We all knew that the new rules wouldn’t stop Verizon from finding and taking advantage of loopholes in the new net neutrality laws though, and now the company has confirmed that it’s ready to give net neutrality a nice big slap in the face.
Picture this: you’re a young mobile video startup getting ready to take on well-established giants. You run lean and mean to stretch what little investment you were able to raise as far as it will go, and now it’s time to launch. You announce that your service is live, and you even manage to drum up some media coverage.
But there’s a tiny little problem… when customers of the nation’s largest wireless carriers stream video content from your big established rivals, they don’t have to pay for it because it doesn’t apply to their data caps. When they stream video from your service, however, they watch their data usage skyrocket and get dangerously close to their caps, meaning that they soon may have to cough up extra cash if they go over their monthly data allotments.
This is the world big wireless carriers are currently trying to create.
AT&T announced its sponsored data initiative quite some time ago, but it pumped the brakes when the net neutrality debate gathered steam. Verizon is being far less cautious though, and Recode reports that the company is ready to start testing “FreeBee,” a service that is almost identical to AT&T’s old offering.
With FreeBee, big companies can offer to pay Verizon directly and foot the bill for data consumed by their apps or services. Verizon says companies can either cover the cost of all data consumed when a person uses their apps or services, or they can foot the bill for data on a per-click basis, paying only for specific video streams or app downloads.
“The capabilities we’ve built allow us to break down any byte that is carried across our network and have all or a portion of that sponsored,” Verizon EVP Marni Walden said last month.
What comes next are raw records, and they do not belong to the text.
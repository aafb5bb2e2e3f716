/// One syntactic unit of a pattern, recognised in place by the parser.
///
/// Multi-byte tokens borrow their payload straight out of the pattern.
#[derive(Debug, Clone, Copy, PartialEq, Eq)]
pub enum Token<'p> {
    Literal(u8),
    Space,
    Any,
    Digit,
    Word,
    /// `\\`, or an escape with no special meaning; matches a literal backslash.
    Backslash,
    /// A `\` with nothing after it. Never matches.
    DanglingEscape,
    BackRef(usize),
    Class {
        set: &'p [u8],
        negated: bool,
    },
    Group {
        body: &'p [u8],
    },
    /// `+`. `repeated` is the single-byte literal right before it, if any.
    OneOrMore {
        repeated: Option<u8>,
    },
}

impl<'p> Token<'p> {
    /// True for a group whose body is a `|`-separated list of literals.
    pub fn is_alternation(&self) -> bool {
        matches!(self, Token::Group { body } if body.contains(&b'|'))
    }

    /// Literal alternatives of a group body, in pattern order.
    pub fn alternatives(&self) -> impl Iterator<Item = &'p [u8]> {
        let body: &'p [u8] = match *self {
            Token::Group { body } => body,
            _ => &[],
        };
        body.split(|&b| b == b'|')
    }

    /// The byte a following `+` repeats, for single-byte literal tokens.
    pub fn repeat_byte(&self) -> Option<u8> {
        match self {
            Token::Literal(b) => Some(*b),
            Token::Space => Some(b' '),
            _ => None,
        }
    }
}

/// A token together with where it sits in the pattern.
#[derive(Debug, Clone, Copy, PartialEq, Eq)]
pub struct Lexeme<'p> {
    pub token: Token<'p>,
    pub start: usize,
    pub width: usize,
}

impl<'p> Lexeme<'p> {
    /// Index of the token's final byte.
    pub fn last(&self) -> usize {
        self.start + self.width - 1
    }

    /// Index of the first byte after the token.
    pub fn end(&self) -> usize {
        self.start + self.width
    }
}

#[cfg(test)]
#[path = "token_tests.rs"]
mod tests;
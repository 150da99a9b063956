//! Crate-level error types.

use std::fmt;

/// Errors produced by the linkbio crate.
#[derive(Debug, Clone, PartialEq, Eq)]
pub enum LinkBioError {
    /// TOML options parsing failure.
    OptionsParse(String),
}

impl fmt::Display for LinkBioError {
    fn fmt(&self, f: &mut fmt::Formatter<'_>) -> fmt::Result {
        match self {
            Self::OptionsParse(msg) => {
                write!(f, "options parse error: {msg}")
            }
        }
    }
}

impl std::error::Error for LinkBioError {}

/// Why the host refused to start media playback.
///
/// Built from the DOM exception name carried by a rejected `play()`
/// promise. The engine never surfaces these to the user.
#[derive(Debug, Clone, PartialEq, Eq)]
pub enum PlaybackError {
    /// Autoplay policy: no qualifying user gesture.
    NotAllowed,
    /// The media source cannot be decoded or is missing.
    NotSupported,
    /// A later `load()` or `pause()` interrupted the request.
    Aborted,
    /// Any other rejection.
    Other(String),
}

impl PlaybackError {
    /// Map a DOM exception name (`NotAllowedError`, ...) to a variant.
    #[must_use]
    pub fn from_dom_name(name: &str) -> Self {
        match name {
            "NotAllowedError" => Self::NotAllowed,
            "NotSupportedError" => Self::NotSupported,
            "AbortError" => Self::Aborted,
            other => Self::Other(other.to_owned()),
        }
    }
}

impl fmt::Display for PlaybackError {
    fn fmt(&self, f: &mut fmt::Formatter<'_>) -> fmt::Result {
        match self {
            Self::NotAllowed => write!(f, "playback not allowed"),
            Self::NotSupported => write!(f, "media not supported"),
            Self::Aborted => write!(f, "playback request aborted"),
            Self::Other(name) => write!(f, "playback rejected: {name}"),
        }
    }
}

impl std::error::Error for PlaybackError {}
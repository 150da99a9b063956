//! One-shot typewriter reveal of the bio line.

use std::time::Duration;

use crate::options::TypewriterOptions;

/// Reveals a fixed string one character per timer tick.
///
/// The per-character interval is `duration / char_count`. There is no
/// erase phase: the cursor only moves forward, and once it reaches the
/// end the revealer is complete for good.
#[derive(Debug, Clone)]
pub struct Typewriter {
    text: String,
    /// Character count (Unicode scalar values) of `text`.
    char_count: usize,
    duration: Duration,
    cursor: usize,
    started: bool,
    complete: bool,
}

impl Typewriter {
    /// Revealer with nothing shown yet.
    #[must_use]
    pub fn new(options: &TypewriterOptions) -> Self {
        Self {
            char_count: options.text.chars().count(),
            text: options.text.clone(),
            duration: options.duration(),
            cursor: 0,
            started: false,
            complete: false,
        }
    }

    /// Time between two reveals.
    #[must_use]
    pub fn char_interval(&self) -> Duration {
        if self.char_count == 0 {
            return Duration::ZERO;
        }
        self.duration / self.char_count as u32
    }

    /// Begin revealing.
    ///
    /// Returns the timer period the host must tick at, or `None` when no
    /// timer is needed: already started, already complete, or nothing to
    /// reveal (which completes immediately).
    pub fn start(&mut self) -> Option<Duration> {
        if self.started || self.complete {
            return None;
        }
        self.started = true;
        if self.char_count == 0 {
            self.complete = true;
            return None;
        }
        Some(self.char_interval())
    }

    /// Reveal one more character. Returns `true` while more ticks are
    /// wanted; `false` means the timer must be stopped.
    pub fn tick(&mut self) -> bool {
        if !self.started || self.complete {
            return false;
        }
        self.cursor += 1;
        if self.cursor >= self.char_count {
            self.cursor = self.char_count;
            self.complete = true;
            log::info!("bio reveal complete");
            return false;
        }
        true
    }

    /// Prefix of the text of length [`cursor`](Self::cursor).
    #[must_use]
    pub fn revealed(&self) -> &str {
        let end = self
            .text
            .char_indices()
            .nth(self.cursor)
            .map_or(self.text.len(), |(idx, _)| idx);
        &self.text[..end]
    }

    /// Number of characters currently shown.
    #[must_use]
    pub fn cursor(&self) -> usize {
        self.cursor
    }

    /// Whether the whole text is shown.
    #[must_use]
    pub fn is_complete(&self) -> bool {
        self.complete
    }
}

#[cfg(test)]
mod tests {
    use super::*;

    const BIO: &str = "Меньше чем три<3";

    #[test]
    fn interval_splits_duration_per_character() {
        let writer = Typewriter::new(&TypewriterOptions::default());
        assert_eq!(BIO.chars().count(), 16);
        assert_eq!(writer.char_interval(), Duration::from_millis(375));
    }

    #[test]
    fn reveals_prefixes_one_character_per_tick() {
        let mut writer = Typewriter::new(&TypewriterOptions::default());
        assert_eq!(writer.start(), Some(Duration::from_millis(375)));
        assert_eq!(writer.revealed(), "");

        for n in 1..16 {
            assert!(writer.tick());
            assert_eq!(writer.cursor(), n);
            let expected: String = BIO.chars().take(n).collect();
            assert_eq!(writer.revealed(), expected);
        }

        assert!(!writer.tick());
        assert!(writer.is_complete());
        assert_eq!(writer.revealed(), BIO);
    }

    #[test]
    fn ticks_after_completion_change_nothing() {
        let mut writer = Typewriter::new(&TypewriterOptions::default());
        let _ = writer.start();
        while writer.tick() {}
        assert!(!writer.tick());
        assert_eq!(writer.cursor(), 16);
        assert_eq!(writer.start(), None);
        assert_eq!(writer.revealed(), BIO);
    }

    #[test]
    fn tick_before_start_is_ignored() {
        let mut writer = Typewriter::new(&TypewriterOptions::default());
        assert!(!writer.tick());
        assert_eq!(writer.cursor(), 0);
    }

    #[test]
    fn restart_while_running_is_ignored() {
        let mut writer = Typewriter::new(&TypewriterOptions::default());
        assert!(writer.start().is_some());
        assert!(writer.tick());
        assert_eq!(writer.start(), None);
        assert_eq!(writer.cursor(), 1);
    }

    #[test]
    fn empty_text_completes_without_timer() {
        let mut writer = Typewriter::new(&TypewriterOptions {
            text: String::new(),
            duration_ms: 6000,
        });
        assert_eq!(writer.start(), None);
        assert!(writer.is_complete());
        assert_eq!(writer.revealed(), "");
    }
}
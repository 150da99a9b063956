//! Animation runner tracks a single wall-clock-anchored animation.

use std::time::Duration;

use web_time::Instant;

use crate::util::easing::EasingFunction;

/// Maps wall-clock time onto eased progress for one animation.
///
/// Progress is always `(now - start) / duration`, never an accumulation
/// of per-frame deltas, so the curve is the same at any frame rate.
#[derive(Clone)]
pub struct AnimationRunner {
    /// When the animation started.
    start_time: Instant,
    /// Total length of the animation.
    duration: Duration,
    /// Curve applied to raw progress.
    easing: EasingFunction,
    /// Debug name.
    name: &'static str,
}

impl AnimationRunner {
    /// Start an animation at `start_time`.
    #[must_use]
    pub fn starting_at(
        start_time: Instant,
        duration: Duration,
        easing: EasingFunction,
        name: &'static str,
    ) -> Self {
        Self {
            start_time,
            duration,
            easing,
            name,
        }
    }

    /// Calculate normalized progress (0.0 to 1.0).
    ///
    /// Computed from whole nanoseconds so millisecond-aligned instants give
    /// exactly `elapsed_ms / duration_ms`.
    #[must_use]
    pub fn progress(&self, now: Instant) -> f64 {
        let elapsed = now.saturating_duration_since(self.start_time);

        if self.duration.is_zero() {
            1.0
        } else {
            (elapsed.as_nanos() as f64 / self.duration.as_nanos() as f64)
                .min(1.0)
        }
    }

    /// Eased progress for a raw progress value.
    #[must_use]
    pub fn eased(&self, raw_t: f64) -> f64 {
        if raw_t >= 1.0 {
            return 1.0;
        }
        self.easing.evaluate(raw_t)
    }
}

impl std::fmt::Debug for AnimationRunner {
    fn fmt(&self, f: &mut std::fmt::Formatter<'_>) -> std::fmt::Result {
        f.debug_struct("AnimationRunner")
            .field("name", &self.name)
            .field("duration", &self.duration)
            .field("easing", &self.easing)
            .finish_non_exhaustive()
    }
}
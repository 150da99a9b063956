//! Thin helpers over `web_sys` for the handful of DOM reads the driver
//! needs. Everything here tolerates a missing window or element.

use js_sys::Promise;
use linkbio::error::PlaybackError;
use wasm_bindgen::{JsCast, JsValue};
use web_sys::{DomException, HtmlVideoElement};

/// Element id of the visible background video.
pub const BACKGROUND_VIDEO_ID: &str = "background-video";

/// `HTMLMediaElement.HAVE_CURRENT_DATA`.
const HAVE_CURRENT_DATA: u16 = 2;

/// Current `window.innerWidth` in CSS px, 0 when unavailable.
pub fn inner_width() -> f64 {
    web_sys::window()
        .and_then(|w| w.inner_width().ok())
        .and_then(|v| v.as_f64())
        .unwrap_or(0.0)
}

/// The mounted background video element, if any.
pub fn background_video() -> Option<HtmlVideoElement> {
    web_sys::window()?
        .document()?
        .get_element_by_id(BACKGROUND_VIDEO_ID)?
        .dyn_into::<HtmlVideoElement>()
        .ok()
}

/// Whether the background video already has data for the current frame.
pub fn background_media_ready() -> bool {
    background_video()
        .is_some_and(|video| video.ready_state() >= HAVE_CURRENT_DATA)
}

/// Detached `<video>` that fetches `url` without ever being displayed.
pub fn preload_video(url: &str) -> Option<HtmlVideoElement> {
    let video = web_sys::window()?
        .document()?
        .create_element("video")
        .ok()?
        .dyn_into::<HtmlVideoElement>()
        .ok()?;
    video.set_preload("auto");
    video.set_muted(true);
    video.set_src(url);
    video.load();
    Some(video)
}

/// Ask the element to play. A synchronous throw is folded into a
/// rejected promise so callers handle both the same way.
pub fn request_play(video: &HtmlVideoElement) -> Promise {
    video.play().unwrap_or_else(|err| Promise::reject(&err))
}

/// Classify a `play()` rejection by its `DOMException` name.
pub fn playback_error(err: &JsValue) -> PlaybackError {
    err.dyn_ref::<DomException>().map_or_else(
        || PlaybackError::Other(format!("{err:?}")),
        |exception| PlaybackError::from_dom_name(&exception.name()),
    )
}

/// Drop `value` on the next microtask.
///
/// gloo handles unregister on drop; dropping one from inside its own
/// callback is not allowed, so releases are pushed out of the current
/// call stack.
pub fn defer_drop<T: 'static>(value: T) {
    wasm_bindgen_futures::spawn_local(async move {
        drop(value);
    });
}
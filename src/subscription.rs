//! Registry of host registrations the engine currently holds.
//!
//! Every listener, timer and preload the engine asks the host for is
//! acquired here and released here. The registry refuses duplicates, so a
//! kind is never registered twice, and [`Subscriptions::release_all`]
//! gives teardown a single place to undo everything.

use std::time::Duration;

use rustc_hash::FxHashSet;

use crate::engine::effect::HostEffect;
use crate::media::MediaSource;

/// Identity of a host registration, independent of its parameters.
#[derive(Debug, Clone, Copy, PartialEq, Eq, Hash, PartialOrd, Ord)]
pub enum SubscriptionKind {
    /// Window `resize` listener.
    WindowResize,
    /// `loadeddata` and `canplaythrough` listeners on the visible element.
    MediaReadiness,
    /// Periodic typewriter timer.
    TypewriterTimer,
    /// Off-screen preload element and its `loadeddata` listener.
    PreloadLoad,
}

/// A host registration request with its parameters.
#[derive(Debug, Clone, PartialEq, Eq)]
pub enum Subscription {
    /// Report window width changes as `WindowResized`.
    WindowResize,
    /// Report the first readiness signal of the visible element.
    MediaReadiness,
    /// Fire `TypewriterTick` every `period`.
    TypewriterTimer {
        /// Interval between ticks.
        period: Duration,
    },
    /// Load `source` off-screen and report `PreloadLoaded` when done.
    PreloadLoad {
        /// Video to preload.
        source: MediaSource,
    },
}

impl Subscription {
    /// Kind of this registration.
    #[must_use]
    pub fn kind(&self) -> SubscriptionKind {
        match self {
            Self::WindowResize => SubscriptionKind::WindowResize,
            Self::MediaReadiness => SubscriptionKind::MediaReadiness,
            Self::TypewriterTimer { .. } => SubscriptionKind::TypewriterTimer,
            Self::PreloadLoad { .. } => SubscriptionKind::PreloadLoad,
        }
    }
}

/// Active registrations by kind.
#[derive(Debug, Clone, Default)]
pub struct Subscriptions {
    active: FxHashSet<SubscriptionKind>,
}

impl Subscriptions {
    /// Nothing registered.
    #[must_use]
    pub fn new() -> Self {
        Self::default()
    }

    /// Register `subscription` unless its kind is already active.
    ///
    /// Returns `true` and emits `Subscribe` when newly registered.
    pub fn acquire(
        &mut self,
        subscription: Subscription,
        out: &mut Vec<HostEffect>,
    ) -> bool {
        if !self.active.insert(subscription.kind()) {
            return false;
        }
        out.push(HostEffect::Subscribe(subscription));
        true
    }

    /// Release `kind` if active, emitting `Unsubscribe`.
    pub fn release(
        &mut self,
        kind: SubscriptionKind,
        out: &mut Vec<HostEffect>,
    ) -> bool {
        if !self.active.remove(&kind) {
            return false;
        }
        out.push(HostEffect::Unsubscribe(kind));
        true
    }

    /// Release the current registration of the same kind, then acquire
    /// `subscription`.
    pub fn replace(
        &mut self,
        subscription: Subscription,
        out: &mut Vec<HostEffect>,
    ) {
        let _ = self.release(subscription.kind(), out);
        let _ = self.acquire(subscription, out);
    }

    /// Release everything, in kind order.
    pub fn release_all(&mut self, out: &mut Vec<HostEffect>) {
        let mut kinds: Vec<_> = self.active.drain().collect();
        kinds.sort_unstable();
        out.extend(kinds.into_iter().map(HostEffect::Unsubscribe));
    }

    /// Whether `kind` is registered.
    #[must_use]
    pub fn is_active(&self, kind: SubscriptionKind) -> bool {
        self.active.contains(&kind)
    }

    /// Number of registrations held.
    #[must_use]
    pub fn len(&self) -> usize {
        self.active.len()
    }

    /// Whether nothing is registered.
    #[must_use]
    pub fn is_empty(&self) -> bool {
        self.active.is_empty()
    }
}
Reports emerged in December stating that Verizon was getting ready to launch services that would flirt with violating at least the spirit if not the letter of net neutrality laws, and now the company is ready to start trialling a new service that indeed fits the bill. Initial reports noted that Verizon planned to exempt its own Go90 video service from data caps, but it is unclear at this time if that is part of the carrier’s new FreeBee initiative.